Umarmen und an seinen Händen halten durften sie ihn nicht.

Tagsüber sah es auch in diesem Krankenhaus ein wenig anders aus, denn es gab Wachleute.


Ein Abschied für immer

Arie selber hat entschieden, dass er an kein Beatmungsgerät angeschlossen werden wollte, wenn die Aussicht auf Heilung nicht gegeben sei.

Ein paar Tage später empfahlen die Ärzte, seine Morphin-Gaben zu erhöhen. Vorher wollte er jedoch noch mit jeder seiner drei Töchter sprechen:

Vollkommen klar bei Bewusstsein, hat er ihnen gute und sehr persönliche Worte auf ihren zukünftigen Weg mitgegeben, den sie nun ohne ihn weiter bestreiten müssen. An seine Enkelkinder und Schwiegersöhne hat er in seinen letzten Worten ebenfalls gedacht.

Arie starb am Mittag des 10. Oktober 2020.




Inzwischen

ruht Aries Asche in einem Beerdigungs-Institut in Haaksbergen. Über eine Vorsorge im Falle seines Todes wollte er, als es noch Zeit gewesen wäre, nie sprechen ...

er wollte immerhin 100 Jahre alt werden.

Während Marianne mir von ihrem Vater erzählt, habe ich keine Sekunde daran gezweifelt, dass es ihm ohne Corona auch gelungen wäre.

Am Telefon spüre ich, dass es Marianne teilweise schwer fällt, weiterzusprechen ... und ich schlage vor, dass wir das Interview ein anderes Mal zu Ende führen ... aber sie ist tapfer, und nach einer kleinen Pause kann sie mir mehr erzählen:

Es war geplant, Aries Asche an Ostern 2021 in Haaksbergen in der schönen Natur zu verstreuen (das ist in den Niederlanden erlaubt) - im Kreise der engen Familie.

Das wird nun nicht möglich sein, und Aries sterbliche Überreste müssen noch eine Weile auf ihre Bestimmung, ein Teil der Natur zu werden, warten.

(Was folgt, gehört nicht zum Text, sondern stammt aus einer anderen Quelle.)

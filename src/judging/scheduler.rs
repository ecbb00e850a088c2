use std::collections::{BTreeMap, HashSet};

use chrono::Utc;
use rusqlite::Transaction;
use uuid::Uuid;

use super::{Comparisons, EngineError};
use crate::db::{self, Database};
use crate::models::{Flag, Judge, JudgedProject, Project};

/// How many times a pick re-derives its selection after losing a race
/// before giving up with [`EngineError::Conflict`].
const MAX_PICK_ATTEMPTS: u32 = 3;

enum PickOutcome {
    Picked(Project),
    /// Another request assigned this judge a project first.
    AlreadyAssigned(Uuid),
    /// The commit guard failed; re-derive the selection and try again.
    Raced,
    NoneAvailable,
}

/// Pick the next project for a judge, or `Ok(None)` when nothing qualifies.
///
/// Eligible projects are the active ones not currently held by another
/// judge and not already judged by this judge. Among them, prioritized
/// projects short-circuit load balancing; otherwise the least-seen projects
/// win, with ties broken toward the candidate least compared against this
/// judge's history and finally by lowest project id.
///
/// Selection and commit happen in one transaction; a lost race or busy
/// store re-derives the whole selection up to [`MAX_PICK_ATTEMPTS`] times.
pub fn pick_next_project(
    db: &Database,
    comps: &Comparisons,
    judge_id: Uuid,
) -> Result<Option<Project>, EngineError> {
    let judge = db
        .get_judge(judge_id)?
        .ok_or_else(|| EngineError::validation("unknown judge"))?;
    if !judge.active {
        return Err(EngineError::validation("judge is not active"));
    }

    // A judge polling while already assigned gets their project back.
    if let Some(current) = judge.current {
        return Ok(Some(current_project(db, current)?));
    }

    if db.get_options()?.judging_ended {
        return Ok(None);
    }

    for attempt in 1..=MAX_PICK_ATTEMPTS {
        match db.transaction(|tx| attempt_pick(tx, comps, judge_id)) {
            Ok(PickOutcome::Picked(project)) => {
                tracing::debug!(judge = %judge_id, project = %project.id, "assigned project");
                return Ok(Some(project));
            }
            Ok(PickOutcome::AlreadyAssigned(current)) => {
                return Ok(Some(current_project(db, current)?));
            }
            Ok(PickOutcome::NoneAvailable) => return Ok(None),
            Ok(PickOutcome::Raced) => {
                tracing::debug!(judge = %judge_id, attempt, "pick raced, re-deriving selection");
            }
            // A busy store counts against the retry budget like a lost
            // race; exhausting it falls through to the conflict below.
            Err(EngineError::Store(err)) if db::is_busy_error(&err) => {
                tracing::warn!(judge = %judge_id, attempt, "pick transaction busy, retrying");
            }
            Err(err) => return Err(err),
        }
    }

    Err(EngineError::Conflict(MAX_PICK_ATTEMPTS))
}

fn current_project(db: &Database, current: Uuid) -> Result<Project, EngineError> {
    db.get_project(current)?.ok_or_else(|| {
        EngineError::Store(anyhow::anyhow!(
            "judge's current project is missing from the store"
        ))
    })
}

fn attempt_pick(
    tx: &Transaction<'_>,
    comps: &Comparisons,
    judge_id: Uuid,
) -> Result<PickOutcome, EngineError> {
    let judge = db::find_judge(tx, judge_id)?
        .ok_or_else(|| EngineError::validation("unknown judge"))?;
    if let Some(current) = judge.current {
        return Ok(PickOutcome::AlreadyAssigned(current));
    }

    let busy: HashSet<Uuid> = db::find_busy_project_ids(tx)?.into_iter().collect();
    let seen: HashSet<Uuid> = judge
        .seen_projects
        .iter()
        .map(|p| p.project_id)
        .collect();

    let eligible: Vec<Project> = db::find_active_projects(tx)?
        .into_iter()
        .filter(|p| !busy.contains(&p.id) && !seen.contains(&p.id))
        .collect();

    let Some(mut chosen) = select_candidate(comps, eligible, &judge.seen_projects) else {
        return Ok(PickOutcome::NoneAvailable);
    };

    if db::commit_pick(tx, &chosen, judge_id)? {
        chosen.seen += 1;
        chosen.prioritized = false;
        Ok(PickOutcome::Picked(chosen))
    } else {
        Ok(PickOutcome::Raced)
    }
}

/// Narrow the eligible set down to one project.
///
/// Priority override first, then minimum seen count, then least compared
/// against the judge's history, then lowest project id.
fn select_candidate(
    comps: &Comparisons,
    mut eligible: Vec<Project>,
    seen_projects: &[JudgedProject],
) -> Option<Project> {
    if eligible.is_empty() {
        return None;
    }

    if eligible.iter().any(|p| p.prioritized) {
        eligible.retain(|p| p.prioritized);
    }

    let min_seen = eligible.iter().map(|p| p.seen).min()?;
    eligible.retain(|p| p.seen == min_seen);

    let tied = comps.least_compared(&eligible, seen_projects);
    let index = tied.into_iter().min_by_key(|&i| eligible[i].id)?;
    Some(eligible.swap_remove(index))
}

/// Release a judge's current assignment without recording a score.
///
/// Decrements the project's seen count to compensate the pick-time
/// increment and writes an audit [`Flag`]. A break is a skip with the fixed
/// reason `"break"`. Callers serialize per judge; releasing twice without
/// an intervening pick would double-decrement.
pub fn skip_current_project(db: &Database, judge_id: Uuid, reason: &str) -> Result<(), EngineError> {
    db.transaction(|tx| {
        let judge = db::find_judge(tx, judge_id)?
            .ok_or_else(|| EngineError::validation("unknown judge"))?;
        let current = judge
            .current
            .ok_or_else(|| EngineError::validation("judge doesn't have a current project"))?;
        let project = db::find_project(tx, current)?
            .ok_or_else(|| EngineError::validation("current project no longer exists"))?;

        db::release_current(tx, judge_id)?;
        db::decrement_seen(tx, current)?;
        db::insert_flag(
            tx,
            &Flag {
                id: Uuid::new_v4(),
                project_id: current,
                judge_id,
                judge_name: judge.name,
                project_name: project.name,
                reason: reason.to_string(),
                created_at: Utc::now(),
            },
        )?;

        tracing::info!(judge = %judge_id, project = %current, reason, "released assignment");
        Ok(())
    })
}

/// Finish judging the current project: snapshot it into the judge's log,
/// free their slot and feed the comparison matrix.
///
/// The matrix update happens after the commit, exactly once per first-time
/// scoring; later edits go through [`update_score`] and never touch it.
pub fn score_current_project(
    db: &Database,
    comps: &Comparisons,
    judge_id: Uuid,
    categories: BTreeMap<String, i64>,
    notes: String,
) -> Result<JudgedProject, EngineError> {
    validate_categories(db, &categories)?;

    let (judged, prior_seen) = db.transaction(|tx| {
        let judge = db::find_judge(tx, judge_id)?
            .ok_or_else(|| EngineError::validation("unknown judge"))?;
        let current = judge
            .current
            .ok_or_else(|| EngineError::validation("judge doesn't have a current project"))?;
        if judge.seen_projects.iter().any(|p| p.project_id == current) {
            return Err(EngineError::validation("judge has already judged this project"));
        }
        let project = db::find_project(tx, current)?
            .ok_or_else(|| EngineError::validation("current project no longer exists"))?;

        let mut judged = JudgedProject::from_project(&project, categories);
        judged.notes = notes;
        db::append_seen_and_clear_current(tx, &judge, &judged)?;
        Ok((judged, judge.seen_projects))
    })?;

    comps.record_seen(&prior_seen, judged.project_id);
    Ok(judged)
}

/// Rescore an already-judged project. Does not touch the comparison matrix.
pub fn update_score(
    db: &Database,
    judge_id: Uuid,
    project_id: Uuid,
    categories: BTreeMap<String, i64>,
) -> Result<(), EngineError> {
    validate_categories(db, &categories)?;
    edit_judgement(db, judge_id, project_id, |judged| {
        judged.categories = categories;
    })
}

/// Update the notes on an already-judged project.
pub fn update_notes(
    db: &Database,
    judge_id: Uuid,
    project_id: Uuid,
    notes: String,
) -> Result<(), EngineError> {
    edit_judgement(db, judge_id, project_id, |judged| {
        judged.notes = notes;
    })
}

fn edit_judgement(
    db: &Database,
    judge_id: Uuid,
    project_id: Uuid,
    edit: impl FnOnce(&mut JudgedProject),
) -> Result<(), EngineError> {
    let judge = db
        .get_judge(judge_id)?
        .ok_or_else(|| EngineError::validation("unknown judge"))?;
    let mut seen_projects = judge.seen_projects;
    let judged = seen_projects
        .iter_mut()
        .find(|p| p.project_id == project_id)
        .ok_or_else(|| {
            EngineError::validation("judge hasn't seen project or project is invalid")
        })?;
    edit(judged);
    db.update_seen_projects(judge_id, &seen_projects)?;
    Ok(())
}

/// Validate and persist a completed batch ballot.
///
/// While judging is open, the ballot must contain exactly
/// `batch_ranking_size` projects; once judging has ended a shorter final
/// ballot is allowed, but never an empty one. Every ranked project must
/// appear in the judge's judgement log.
pub fn submit_batch_ranking(
    db: &Database,
    judge_id: Uuid,
    batch: &[Uuid],
) -> Result<(), EngineError> {
    let judge = db
        .get_judge(judge_id)?
        .ok_or_else(|| EngineError::validation("unknown judge"))?;

    if batch.is_empty() {
        return Err(EngineError::validation(
            "batch ranking should be at least 1 project large",
        ));
    }

    let options = db.get_options()?;
    if !options.judging_ended && batch.len() as i64 != options.batch_ranking_size {
        return Err(EngineError::Validation(format!(
            "batch should be exactly {} projects large",
            options.batch_ranking_size
        )));
    }

    let mut unique = HashSet::new();
    for id in batch {
        if !unique.insert(id) {
            return Err(EngineError::validation(
                "batch ranking contains duplicate projects",
            ));
        }
        if !judge.seen_projects.iter().any(|p| p.project_id == *id) {
            return Err(EngineError::Validation(format!(
                "judge hasn't seen ranked project {id}"
            )));
        }
    }

    db.push_past_ranking(judge_id, batch)?;
    Ok(())
}

/// Look up a judgement in a judge's log by project id.
pub fn find_judged_project(judge: &Judge, project_id: Uuid) -> Option<&JudgedProject> {
    judge
        .seen_projects
        .iter()
        .find(|p| p.project_id == project_id)
}

fn validate_categories(db: &Database, categories: &BTreeMap<String, i64>) -> Result<(), EngineError> {
    let options = db.get_options()?;
    let allowed: HashSet<&str> = options.categories.iter().map(String::as_str).collect();
    for key in categories.keys() {
        if !allowed.contains(key.as_str()) {
            return Err(EngineError::Validation(format!(
                "unknown scoring category: {key}"
            )));
        }
    }
    Ok(())
}
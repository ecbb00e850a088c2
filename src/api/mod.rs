mod handlers;

use std::sync::Arc;

use axum::{
    routing::{get, post, put},
    Router,
};
use tower_http::{cors::CorsLayer, trace::TraceLayer};

use crate::db::Database;
use crate::judging::Comparisons;

/// Shared request state: the store handle and the comparison matrix built
/// at startup.
#[derive(Clone)]
pub struct AppState {
    pub db: Database,
    pub comps: Arc<Comparisons>,
}

pub fn create_router(db: Database, comps: Arc<Comparisons>) -> Router {
    let api = Router::new()
        // Judge flow
        .route("/judge/next", post(handlers::next_project))
        .route("/judge/skip", post(handlers::skip_project))
        .route("/judge/break", post(handlers::take_break))
        .route("/judge/score", post(handlers::score_project))
        .route("/judge/score", put(handlers::update_score))
        .route("/judge/notes", post(handlers::update_notes))
        .route("/judge/rank", post(handlers::update_rankings))
        .route("/judge/submit-batch-ranking", post(handlers::submit_batch_ranking))
        .route("/judge/projects", get(handlers::judge_projects))
        .route("/judge/project/{id}", get(handlers::judged_project))
        .route("/judge/welcome", get(handlers::check_read_welcome))
        .route("/judge/welcome", post(handlers::set_read_welcome))
        .route("/categories", get(handlers::categories))
        .route("/brs", get(handlers::batch_ranking_size))
        // Projects
        .route("/projects", get(handlers::list_projects))
        .route("/projects", post(handlers::create_project))
        .route("/projects/{id}", get(handlers::get_project))
        .route("/projects/{id}/prioritize", post(handlers::prioritize_project))
        .route("/projects/{id}/unprioritize", post(handlers::unprioritize_project))
        .route("/projects/{id}/hide", post(handlers::hide_project))
        .route("/projects/{id}/unhide", post(handlers::unhide_project))
        // Judges
        .route("/judges", get(handlers::list_judges))
        .route("/judges", post(handlers::create_judge))
        .route("/judges/{id}/hide", post(handlers::hide_judge))
        .route("/judges/{id}/unhide", post(handlers::unhide_judge))
        .route("/judges/{id}/notes", post(handlers::set_judge_notes))
        // Admin
        .route("/admin/flags", get(handlers::list_flags))
        .route("/admin/stats", get(handlers::stats))
        .route("/admin/min-views", post(handlers::set_min_views))
        .route("/admin/ranking-batch-size", post(handlers::set_ranking_batch_size))
        .route("/admin/end-judging", get(handlers::judging_ended))
        .route("/admin/end-judging", post(handlers::end_judging))
        .route("/admin/rankings/borda", get(handlers::borda_rankings))
        .route("/admin/rankings/copeland", get(handlers::copeland_rankings))
        // Health
        .route("/health", get(handlers::health));

    Router::new()
        .nest("/api/v1", api)
        .layer(TraceLayer::new_for_http())
        .layer(CorsLayer::permissive())
        .with_state(AppState { db, comps })
}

Danke, liebe Marianne für dieses Interview. Auch Danke an Petra und Diane, die ihre Zustimmung dazu gegeben haben.

Als Familie wünsche ich euch viel Kraft. Einen Vater kann niemand ersetzen.


Trauer ist kein Ort, an dem du leben musst, lass dich dort nicht nieder. Du bist nur auf der Durchreise.
- Michael Haseloff (*1977)

In stillem Gedenken an Arie. Durch Mariannes Schilderungen werde auch ich ihn nie vergessen.